● **Description of the task**
Return the run of lines below that opens with the line containing "engine for tests." and closes with the line containing "static OUTLINE_KEY_RE: LazyLock<Regex>", keeping each one exact.

━━━━━ Supplied entries

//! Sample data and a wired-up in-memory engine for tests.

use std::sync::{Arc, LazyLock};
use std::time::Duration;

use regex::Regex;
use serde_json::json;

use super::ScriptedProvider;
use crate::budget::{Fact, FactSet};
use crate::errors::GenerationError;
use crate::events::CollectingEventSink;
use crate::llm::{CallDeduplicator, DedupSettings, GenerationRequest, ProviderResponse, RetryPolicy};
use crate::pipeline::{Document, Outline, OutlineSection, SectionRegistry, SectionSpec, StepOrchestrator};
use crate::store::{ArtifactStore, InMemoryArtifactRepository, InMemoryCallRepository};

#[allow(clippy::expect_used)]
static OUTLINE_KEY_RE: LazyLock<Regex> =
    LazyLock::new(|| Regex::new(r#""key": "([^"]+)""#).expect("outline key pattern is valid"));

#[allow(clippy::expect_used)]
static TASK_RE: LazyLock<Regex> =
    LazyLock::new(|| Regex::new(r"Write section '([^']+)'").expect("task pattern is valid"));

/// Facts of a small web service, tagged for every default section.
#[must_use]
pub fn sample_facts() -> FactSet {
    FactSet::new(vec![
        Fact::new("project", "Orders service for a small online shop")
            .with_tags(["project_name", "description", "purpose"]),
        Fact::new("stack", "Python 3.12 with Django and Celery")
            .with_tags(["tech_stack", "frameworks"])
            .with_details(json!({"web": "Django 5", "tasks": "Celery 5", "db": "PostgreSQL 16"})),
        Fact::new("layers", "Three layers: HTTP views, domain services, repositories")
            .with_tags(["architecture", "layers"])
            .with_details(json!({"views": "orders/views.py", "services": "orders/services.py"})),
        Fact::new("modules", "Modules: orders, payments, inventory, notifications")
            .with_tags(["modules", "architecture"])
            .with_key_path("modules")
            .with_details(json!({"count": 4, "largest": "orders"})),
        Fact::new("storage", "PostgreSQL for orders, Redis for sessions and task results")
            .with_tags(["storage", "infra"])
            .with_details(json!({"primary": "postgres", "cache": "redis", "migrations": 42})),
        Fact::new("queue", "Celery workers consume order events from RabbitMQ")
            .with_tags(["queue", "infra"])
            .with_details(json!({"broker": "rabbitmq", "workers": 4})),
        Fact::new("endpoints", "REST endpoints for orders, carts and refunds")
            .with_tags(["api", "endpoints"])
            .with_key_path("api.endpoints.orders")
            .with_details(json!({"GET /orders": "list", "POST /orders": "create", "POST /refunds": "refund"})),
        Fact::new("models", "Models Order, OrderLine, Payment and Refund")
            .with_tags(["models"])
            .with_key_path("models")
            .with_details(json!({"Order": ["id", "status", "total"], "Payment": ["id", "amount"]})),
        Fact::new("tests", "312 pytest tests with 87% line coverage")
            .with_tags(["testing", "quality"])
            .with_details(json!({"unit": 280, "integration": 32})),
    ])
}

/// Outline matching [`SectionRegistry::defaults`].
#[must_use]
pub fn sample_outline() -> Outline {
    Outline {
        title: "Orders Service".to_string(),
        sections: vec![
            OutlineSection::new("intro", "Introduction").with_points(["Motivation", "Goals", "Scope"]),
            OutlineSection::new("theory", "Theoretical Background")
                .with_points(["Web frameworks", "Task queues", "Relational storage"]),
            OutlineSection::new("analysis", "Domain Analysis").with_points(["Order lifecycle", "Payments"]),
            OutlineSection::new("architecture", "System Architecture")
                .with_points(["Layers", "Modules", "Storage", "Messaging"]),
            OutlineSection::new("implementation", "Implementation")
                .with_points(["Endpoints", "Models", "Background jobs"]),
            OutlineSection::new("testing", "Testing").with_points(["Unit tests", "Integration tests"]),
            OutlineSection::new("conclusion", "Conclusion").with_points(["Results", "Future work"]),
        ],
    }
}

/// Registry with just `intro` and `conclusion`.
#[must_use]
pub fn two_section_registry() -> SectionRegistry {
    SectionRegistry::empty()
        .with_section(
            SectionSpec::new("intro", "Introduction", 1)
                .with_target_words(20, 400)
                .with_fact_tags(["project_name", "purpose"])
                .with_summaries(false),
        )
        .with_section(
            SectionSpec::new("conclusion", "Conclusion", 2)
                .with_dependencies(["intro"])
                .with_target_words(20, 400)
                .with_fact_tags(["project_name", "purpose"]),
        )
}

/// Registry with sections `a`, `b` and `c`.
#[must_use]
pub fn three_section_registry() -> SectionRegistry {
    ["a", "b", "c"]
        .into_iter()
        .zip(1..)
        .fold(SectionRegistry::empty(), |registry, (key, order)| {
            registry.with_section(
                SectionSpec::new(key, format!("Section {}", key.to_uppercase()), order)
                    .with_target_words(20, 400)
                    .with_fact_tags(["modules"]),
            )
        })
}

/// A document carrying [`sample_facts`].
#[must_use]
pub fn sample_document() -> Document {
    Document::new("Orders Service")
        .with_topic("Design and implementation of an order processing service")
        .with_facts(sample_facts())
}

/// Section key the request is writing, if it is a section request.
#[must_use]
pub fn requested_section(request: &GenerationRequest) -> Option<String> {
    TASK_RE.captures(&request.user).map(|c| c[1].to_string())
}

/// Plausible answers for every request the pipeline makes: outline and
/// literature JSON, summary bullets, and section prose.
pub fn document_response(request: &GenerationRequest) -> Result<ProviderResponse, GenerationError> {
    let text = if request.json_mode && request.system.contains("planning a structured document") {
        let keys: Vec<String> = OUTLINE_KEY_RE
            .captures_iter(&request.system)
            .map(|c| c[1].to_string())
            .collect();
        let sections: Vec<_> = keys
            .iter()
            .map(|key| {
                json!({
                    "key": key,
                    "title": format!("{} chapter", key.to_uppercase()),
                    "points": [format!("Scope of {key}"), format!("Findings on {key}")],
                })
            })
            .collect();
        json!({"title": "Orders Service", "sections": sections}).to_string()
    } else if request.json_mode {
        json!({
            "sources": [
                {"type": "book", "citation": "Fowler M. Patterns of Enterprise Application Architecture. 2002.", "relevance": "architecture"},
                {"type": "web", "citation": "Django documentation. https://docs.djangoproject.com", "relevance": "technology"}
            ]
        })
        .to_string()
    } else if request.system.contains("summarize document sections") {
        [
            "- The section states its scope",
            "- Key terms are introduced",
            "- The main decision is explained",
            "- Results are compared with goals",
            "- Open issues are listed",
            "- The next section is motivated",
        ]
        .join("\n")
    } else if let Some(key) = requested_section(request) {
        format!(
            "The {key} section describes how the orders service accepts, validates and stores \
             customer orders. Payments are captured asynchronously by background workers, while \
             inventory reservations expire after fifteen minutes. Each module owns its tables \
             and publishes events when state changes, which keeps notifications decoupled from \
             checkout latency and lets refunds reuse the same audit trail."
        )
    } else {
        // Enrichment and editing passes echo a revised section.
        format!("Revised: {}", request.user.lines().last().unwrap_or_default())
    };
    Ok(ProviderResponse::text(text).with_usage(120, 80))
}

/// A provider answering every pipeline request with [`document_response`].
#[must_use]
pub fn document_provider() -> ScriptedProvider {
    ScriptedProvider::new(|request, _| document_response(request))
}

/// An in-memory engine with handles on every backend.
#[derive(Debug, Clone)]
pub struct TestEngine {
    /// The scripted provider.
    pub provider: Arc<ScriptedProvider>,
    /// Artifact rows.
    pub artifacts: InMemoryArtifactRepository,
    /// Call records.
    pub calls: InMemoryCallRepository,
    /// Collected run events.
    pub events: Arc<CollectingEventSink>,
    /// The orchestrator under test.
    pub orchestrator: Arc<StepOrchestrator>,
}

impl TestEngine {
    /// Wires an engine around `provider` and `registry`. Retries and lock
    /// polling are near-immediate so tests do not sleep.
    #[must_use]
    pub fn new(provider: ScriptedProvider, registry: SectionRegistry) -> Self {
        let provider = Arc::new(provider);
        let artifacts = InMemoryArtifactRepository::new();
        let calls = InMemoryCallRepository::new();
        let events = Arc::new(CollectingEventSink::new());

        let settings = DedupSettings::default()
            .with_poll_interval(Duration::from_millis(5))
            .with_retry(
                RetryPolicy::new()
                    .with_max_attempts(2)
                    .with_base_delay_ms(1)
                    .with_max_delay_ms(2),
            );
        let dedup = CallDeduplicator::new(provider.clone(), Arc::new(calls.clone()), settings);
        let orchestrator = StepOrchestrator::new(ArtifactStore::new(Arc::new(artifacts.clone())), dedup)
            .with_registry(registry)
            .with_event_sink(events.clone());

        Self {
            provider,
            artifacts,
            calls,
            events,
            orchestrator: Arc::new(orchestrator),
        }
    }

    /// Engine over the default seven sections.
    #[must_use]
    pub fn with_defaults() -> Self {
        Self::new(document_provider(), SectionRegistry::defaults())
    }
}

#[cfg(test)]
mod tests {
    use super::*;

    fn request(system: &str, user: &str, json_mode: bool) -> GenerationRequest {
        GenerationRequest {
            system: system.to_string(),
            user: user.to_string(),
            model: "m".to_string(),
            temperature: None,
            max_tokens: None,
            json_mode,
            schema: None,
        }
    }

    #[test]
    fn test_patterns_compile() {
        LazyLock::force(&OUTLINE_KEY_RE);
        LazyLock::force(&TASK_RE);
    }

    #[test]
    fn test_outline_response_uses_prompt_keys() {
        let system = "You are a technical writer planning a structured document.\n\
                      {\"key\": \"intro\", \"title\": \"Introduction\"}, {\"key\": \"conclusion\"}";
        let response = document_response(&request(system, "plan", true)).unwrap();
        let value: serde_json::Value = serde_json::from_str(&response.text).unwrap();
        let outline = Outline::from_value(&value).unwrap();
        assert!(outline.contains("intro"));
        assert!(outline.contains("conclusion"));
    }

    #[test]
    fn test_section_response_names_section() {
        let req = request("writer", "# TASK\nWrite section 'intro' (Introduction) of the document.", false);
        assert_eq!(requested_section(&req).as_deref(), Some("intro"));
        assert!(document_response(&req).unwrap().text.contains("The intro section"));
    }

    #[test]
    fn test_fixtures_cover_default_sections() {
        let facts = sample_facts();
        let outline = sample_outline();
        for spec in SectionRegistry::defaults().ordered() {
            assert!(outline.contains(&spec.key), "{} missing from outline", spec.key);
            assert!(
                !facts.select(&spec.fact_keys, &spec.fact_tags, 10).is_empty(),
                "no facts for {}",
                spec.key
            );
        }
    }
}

━━━━━━━━━━
━━━━━ Supplied entries

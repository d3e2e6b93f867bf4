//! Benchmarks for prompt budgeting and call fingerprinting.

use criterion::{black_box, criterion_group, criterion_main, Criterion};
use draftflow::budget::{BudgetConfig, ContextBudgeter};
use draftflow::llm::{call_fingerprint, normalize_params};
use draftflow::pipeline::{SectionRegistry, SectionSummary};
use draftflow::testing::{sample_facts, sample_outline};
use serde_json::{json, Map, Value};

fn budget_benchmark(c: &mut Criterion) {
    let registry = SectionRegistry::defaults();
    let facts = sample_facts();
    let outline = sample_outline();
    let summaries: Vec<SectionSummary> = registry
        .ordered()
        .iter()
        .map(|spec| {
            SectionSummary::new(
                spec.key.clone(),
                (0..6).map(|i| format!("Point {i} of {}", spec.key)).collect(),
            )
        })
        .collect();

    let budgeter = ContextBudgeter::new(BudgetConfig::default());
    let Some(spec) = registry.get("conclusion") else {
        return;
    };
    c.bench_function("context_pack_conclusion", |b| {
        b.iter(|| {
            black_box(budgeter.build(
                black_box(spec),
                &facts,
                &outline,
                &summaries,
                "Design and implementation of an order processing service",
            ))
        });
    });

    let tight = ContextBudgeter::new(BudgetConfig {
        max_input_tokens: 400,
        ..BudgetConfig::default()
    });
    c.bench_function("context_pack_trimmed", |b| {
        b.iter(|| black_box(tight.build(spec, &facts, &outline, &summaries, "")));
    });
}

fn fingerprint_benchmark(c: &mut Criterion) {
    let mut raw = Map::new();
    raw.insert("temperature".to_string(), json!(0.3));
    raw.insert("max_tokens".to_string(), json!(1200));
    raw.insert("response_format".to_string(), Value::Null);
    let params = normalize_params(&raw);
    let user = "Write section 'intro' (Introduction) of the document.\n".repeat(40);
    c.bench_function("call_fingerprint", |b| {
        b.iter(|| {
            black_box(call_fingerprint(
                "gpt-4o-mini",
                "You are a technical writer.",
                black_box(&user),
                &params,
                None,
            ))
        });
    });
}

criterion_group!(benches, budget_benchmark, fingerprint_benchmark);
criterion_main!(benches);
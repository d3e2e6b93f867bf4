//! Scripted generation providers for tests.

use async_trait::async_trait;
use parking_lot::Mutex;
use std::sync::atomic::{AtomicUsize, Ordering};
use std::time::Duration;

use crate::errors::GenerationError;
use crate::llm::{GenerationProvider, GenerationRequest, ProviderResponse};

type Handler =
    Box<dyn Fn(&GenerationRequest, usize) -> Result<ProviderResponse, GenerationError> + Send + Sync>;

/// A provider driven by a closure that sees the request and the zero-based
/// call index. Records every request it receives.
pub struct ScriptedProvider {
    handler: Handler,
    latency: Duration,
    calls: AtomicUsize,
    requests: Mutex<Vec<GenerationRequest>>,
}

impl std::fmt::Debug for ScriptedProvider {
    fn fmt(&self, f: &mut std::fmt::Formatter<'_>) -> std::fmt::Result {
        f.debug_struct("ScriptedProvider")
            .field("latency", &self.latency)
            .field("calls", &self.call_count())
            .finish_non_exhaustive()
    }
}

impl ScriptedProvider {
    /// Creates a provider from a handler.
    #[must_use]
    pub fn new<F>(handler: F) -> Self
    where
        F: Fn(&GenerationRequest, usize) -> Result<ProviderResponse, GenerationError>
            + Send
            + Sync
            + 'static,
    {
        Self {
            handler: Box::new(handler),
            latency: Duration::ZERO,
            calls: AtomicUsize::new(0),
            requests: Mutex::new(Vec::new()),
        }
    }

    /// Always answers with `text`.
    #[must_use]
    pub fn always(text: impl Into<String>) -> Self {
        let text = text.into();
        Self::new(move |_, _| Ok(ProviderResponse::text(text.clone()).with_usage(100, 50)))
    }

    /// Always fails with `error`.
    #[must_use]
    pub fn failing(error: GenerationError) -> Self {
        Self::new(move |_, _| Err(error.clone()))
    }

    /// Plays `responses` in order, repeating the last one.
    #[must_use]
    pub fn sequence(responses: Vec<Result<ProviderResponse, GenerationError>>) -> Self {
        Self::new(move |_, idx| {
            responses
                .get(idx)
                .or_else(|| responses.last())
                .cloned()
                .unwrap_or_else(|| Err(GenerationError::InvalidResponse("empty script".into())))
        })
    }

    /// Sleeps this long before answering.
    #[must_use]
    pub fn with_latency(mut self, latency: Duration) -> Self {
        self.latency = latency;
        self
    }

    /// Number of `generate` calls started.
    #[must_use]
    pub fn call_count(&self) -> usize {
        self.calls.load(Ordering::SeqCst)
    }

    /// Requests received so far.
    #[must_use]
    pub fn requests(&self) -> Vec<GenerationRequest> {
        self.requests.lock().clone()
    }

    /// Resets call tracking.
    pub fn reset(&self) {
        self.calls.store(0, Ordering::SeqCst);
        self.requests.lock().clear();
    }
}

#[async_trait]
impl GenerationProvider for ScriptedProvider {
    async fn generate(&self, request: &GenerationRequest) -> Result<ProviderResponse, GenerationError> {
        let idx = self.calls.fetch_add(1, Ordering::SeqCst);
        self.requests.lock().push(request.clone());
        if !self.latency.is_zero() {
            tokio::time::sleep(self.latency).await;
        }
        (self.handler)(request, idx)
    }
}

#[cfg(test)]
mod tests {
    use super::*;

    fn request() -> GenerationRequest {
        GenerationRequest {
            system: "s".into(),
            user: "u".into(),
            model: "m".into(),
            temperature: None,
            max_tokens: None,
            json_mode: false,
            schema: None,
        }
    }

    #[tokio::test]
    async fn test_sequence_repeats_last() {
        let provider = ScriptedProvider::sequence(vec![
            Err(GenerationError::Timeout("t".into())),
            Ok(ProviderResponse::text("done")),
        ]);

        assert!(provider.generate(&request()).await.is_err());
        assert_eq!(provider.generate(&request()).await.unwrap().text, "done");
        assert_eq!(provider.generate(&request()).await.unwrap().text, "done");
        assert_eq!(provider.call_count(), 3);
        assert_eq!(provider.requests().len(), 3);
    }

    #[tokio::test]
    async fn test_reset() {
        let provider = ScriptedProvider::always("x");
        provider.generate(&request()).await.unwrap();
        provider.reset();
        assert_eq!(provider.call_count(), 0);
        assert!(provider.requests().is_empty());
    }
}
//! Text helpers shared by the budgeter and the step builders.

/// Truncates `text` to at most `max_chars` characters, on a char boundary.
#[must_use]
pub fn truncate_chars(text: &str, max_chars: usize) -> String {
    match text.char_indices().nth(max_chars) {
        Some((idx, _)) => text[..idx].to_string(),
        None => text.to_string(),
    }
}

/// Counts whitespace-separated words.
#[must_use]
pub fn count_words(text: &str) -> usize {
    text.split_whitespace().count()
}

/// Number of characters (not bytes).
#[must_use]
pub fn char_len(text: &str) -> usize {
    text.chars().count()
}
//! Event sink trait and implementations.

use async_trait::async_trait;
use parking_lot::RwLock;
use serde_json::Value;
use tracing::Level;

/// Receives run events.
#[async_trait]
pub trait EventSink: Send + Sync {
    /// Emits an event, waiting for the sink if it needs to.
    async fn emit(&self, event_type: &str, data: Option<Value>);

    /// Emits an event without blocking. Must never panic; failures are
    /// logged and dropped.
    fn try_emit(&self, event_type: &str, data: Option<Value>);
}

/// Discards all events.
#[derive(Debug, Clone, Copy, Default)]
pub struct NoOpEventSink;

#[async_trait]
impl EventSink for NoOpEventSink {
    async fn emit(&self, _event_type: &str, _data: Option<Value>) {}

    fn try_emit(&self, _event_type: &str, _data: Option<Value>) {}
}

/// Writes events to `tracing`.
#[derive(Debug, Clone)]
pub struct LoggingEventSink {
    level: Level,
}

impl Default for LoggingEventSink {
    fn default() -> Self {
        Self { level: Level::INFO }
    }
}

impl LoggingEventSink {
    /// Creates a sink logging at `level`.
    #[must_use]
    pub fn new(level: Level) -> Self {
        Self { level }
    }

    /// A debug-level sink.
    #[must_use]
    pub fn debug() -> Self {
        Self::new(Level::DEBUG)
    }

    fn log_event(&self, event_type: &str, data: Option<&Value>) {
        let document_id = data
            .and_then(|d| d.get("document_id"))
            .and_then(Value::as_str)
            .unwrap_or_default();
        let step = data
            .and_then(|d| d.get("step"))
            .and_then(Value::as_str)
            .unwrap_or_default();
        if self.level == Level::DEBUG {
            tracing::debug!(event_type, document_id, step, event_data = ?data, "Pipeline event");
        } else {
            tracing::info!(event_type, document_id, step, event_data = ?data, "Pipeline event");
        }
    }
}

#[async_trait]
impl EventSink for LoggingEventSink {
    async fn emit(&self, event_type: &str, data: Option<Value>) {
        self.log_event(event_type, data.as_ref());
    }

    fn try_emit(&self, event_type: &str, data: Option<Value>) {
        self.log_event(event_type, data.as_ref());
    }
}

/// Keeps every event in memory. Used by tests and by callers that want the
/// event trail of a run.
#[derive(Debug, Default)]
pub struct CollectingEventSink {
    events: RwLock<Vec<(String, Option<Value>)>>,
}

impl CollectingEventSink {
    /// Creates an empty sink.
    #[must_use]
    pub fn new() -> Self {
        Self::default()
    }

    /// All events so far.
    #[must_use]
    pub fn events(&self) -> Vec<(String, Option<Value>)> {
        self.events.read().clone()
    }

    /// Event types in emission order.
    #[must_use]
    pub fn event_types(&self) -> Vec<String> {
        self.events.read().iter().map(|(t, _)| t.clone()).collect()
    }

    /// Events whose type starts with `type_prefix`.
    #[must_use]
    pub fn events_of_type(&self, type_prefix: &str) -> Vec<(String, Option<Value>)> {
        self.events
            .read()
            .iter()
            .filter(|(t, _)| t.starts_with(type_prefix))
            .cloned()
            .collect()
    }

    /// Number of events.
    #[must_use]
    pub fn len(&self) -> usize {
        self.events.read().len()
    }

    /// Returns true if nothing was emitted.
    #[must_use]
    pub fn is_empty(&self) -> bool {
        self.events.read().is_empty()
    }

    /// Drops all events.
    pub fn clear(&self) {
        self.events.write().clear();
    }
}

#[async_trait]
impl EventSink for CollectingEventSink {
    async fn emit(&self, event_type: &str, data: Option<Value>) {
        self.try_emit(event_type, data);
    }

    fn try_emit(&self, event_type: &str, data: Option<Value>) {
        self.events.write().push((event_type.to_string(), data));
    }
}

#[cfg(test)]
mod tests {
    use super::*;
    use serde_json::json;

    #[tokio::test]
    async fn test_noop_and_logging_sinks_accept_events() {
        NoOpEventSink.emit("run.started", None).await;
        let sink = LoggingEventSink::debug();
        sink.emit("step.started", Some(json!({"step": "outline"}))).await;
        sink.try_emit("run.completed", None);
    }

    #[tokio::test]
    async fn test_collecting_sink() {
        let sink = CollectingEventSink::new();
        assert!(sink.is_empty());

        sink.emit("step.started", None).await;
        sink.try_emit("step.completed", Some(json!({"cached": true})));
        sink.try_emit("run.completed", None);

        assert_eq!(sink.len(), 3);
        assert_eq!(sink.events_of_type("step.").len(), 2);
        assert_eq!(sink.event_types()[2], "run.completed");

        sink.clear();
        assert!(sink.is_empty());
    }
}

━━━━━━━━━━
━━━━━ Supplied entries

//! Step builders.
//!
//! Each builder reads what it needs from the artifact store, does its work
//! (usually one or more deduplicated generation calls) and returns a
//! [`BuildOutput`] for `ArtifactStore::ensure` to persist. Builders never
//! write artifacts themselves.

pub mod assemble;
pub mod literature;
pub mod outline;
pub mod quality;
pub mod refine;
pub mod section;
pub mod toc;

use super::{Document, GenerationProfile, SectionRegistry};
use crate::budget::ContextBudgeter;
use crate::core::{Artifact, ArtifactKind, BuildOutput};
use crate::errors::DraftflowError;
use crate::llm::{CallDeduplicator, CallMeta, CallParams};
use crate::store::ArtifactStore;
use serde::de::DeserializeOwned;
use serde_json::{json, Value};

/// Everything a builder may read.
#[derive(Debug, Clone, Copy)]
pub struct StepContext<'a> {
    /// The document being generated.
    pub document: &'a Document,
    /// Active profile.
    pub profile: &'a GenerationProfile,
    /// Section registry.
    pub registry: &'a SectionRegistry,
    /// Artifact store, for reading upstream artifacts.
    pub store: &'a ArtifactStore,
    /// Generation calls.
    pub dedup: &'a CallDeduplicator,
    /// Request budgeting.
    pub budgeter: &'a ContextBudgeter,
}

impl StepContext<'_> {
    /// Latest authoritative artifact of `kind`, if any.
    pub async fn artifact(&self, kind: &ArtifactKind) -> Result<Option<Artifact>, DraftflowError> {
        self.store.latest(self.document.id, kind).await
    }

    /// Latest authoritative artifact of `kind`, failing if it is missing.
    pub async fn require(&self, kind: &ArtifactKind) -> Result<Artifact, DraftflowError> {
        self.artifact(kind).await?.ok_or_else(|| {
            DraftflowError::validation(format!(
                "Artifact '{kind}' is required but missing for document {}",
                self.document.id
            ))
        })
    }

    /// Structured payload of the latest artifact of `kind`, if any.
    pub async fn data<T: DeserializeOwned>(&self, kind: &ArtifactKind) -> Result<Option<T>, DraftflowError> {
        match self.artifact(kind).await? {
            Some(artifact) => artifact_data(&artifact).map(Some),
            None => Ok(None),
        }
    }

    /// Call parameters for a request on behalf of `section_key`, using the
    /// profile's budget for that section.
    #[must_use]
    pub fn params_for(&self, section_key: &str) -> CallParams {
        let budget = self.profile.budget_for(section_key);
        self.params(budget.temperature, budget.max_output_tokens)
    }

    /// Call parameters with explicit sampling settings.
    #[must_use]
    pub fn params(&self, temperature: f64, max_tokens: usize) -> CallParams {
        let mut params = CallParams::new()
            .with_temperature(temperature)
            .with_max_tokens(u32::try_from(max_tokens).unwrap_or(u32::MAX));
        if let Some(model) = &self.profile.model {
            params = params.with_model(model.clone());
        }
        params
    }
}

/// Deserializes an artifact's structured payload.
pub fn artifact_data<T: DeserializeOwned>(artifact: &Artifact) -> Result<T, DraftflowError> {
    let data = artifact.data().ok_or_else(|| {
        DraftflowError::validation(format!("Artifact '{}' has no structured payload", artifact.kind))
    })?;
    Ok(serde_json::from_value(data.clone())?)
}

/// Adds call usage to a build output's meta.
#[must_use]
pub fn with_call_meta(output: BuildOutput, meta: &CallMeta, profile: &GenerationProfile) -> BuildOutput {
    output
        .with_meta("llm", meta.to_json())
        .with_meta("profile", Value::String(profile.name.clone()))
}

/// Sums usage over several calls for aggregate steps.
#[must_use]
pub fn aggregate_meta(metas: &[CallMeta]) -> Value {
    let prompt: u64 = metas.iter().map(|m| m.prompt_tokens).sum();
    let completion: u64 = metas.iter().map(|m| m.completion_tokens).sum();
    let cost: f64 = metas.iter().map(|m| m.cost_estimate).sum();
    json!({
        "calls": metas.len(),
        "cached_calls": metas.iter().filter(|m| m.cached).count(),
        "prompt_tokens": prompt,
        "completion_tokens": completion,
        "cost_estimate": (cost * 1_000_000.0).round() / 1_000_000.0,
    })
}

━━━━━━━━━━

● **The completed task**
//! Sample data and a wired-up in-memory engine for tests.

use std::sync::{Arc, LazyLock};
use std::time::Duration;

use regex::Regex;
use serde_json::json;

use super::ScriptedProvider;
use crate::budget::{Fact, FactSet};
use crate::errors::GenerationError;
use crate::events::CollectingEventSink;
use crate::llm::{CallDeduplicator, DedupSettings, GenerationRequest, ProviderResponse, RetryPolicy};
use crate::pipeline::{Document, Outline, OutlineSection, SectionRegistry, SectionSpec, StepOrchestrator};
use crate::store::{ArtifactStore, InMemoryArtifactRepository, InMemoryCallRepository};

#[allow(clippy::expect_used)]
static OUTLINE_KEY_RE: LazyLock<Regex> =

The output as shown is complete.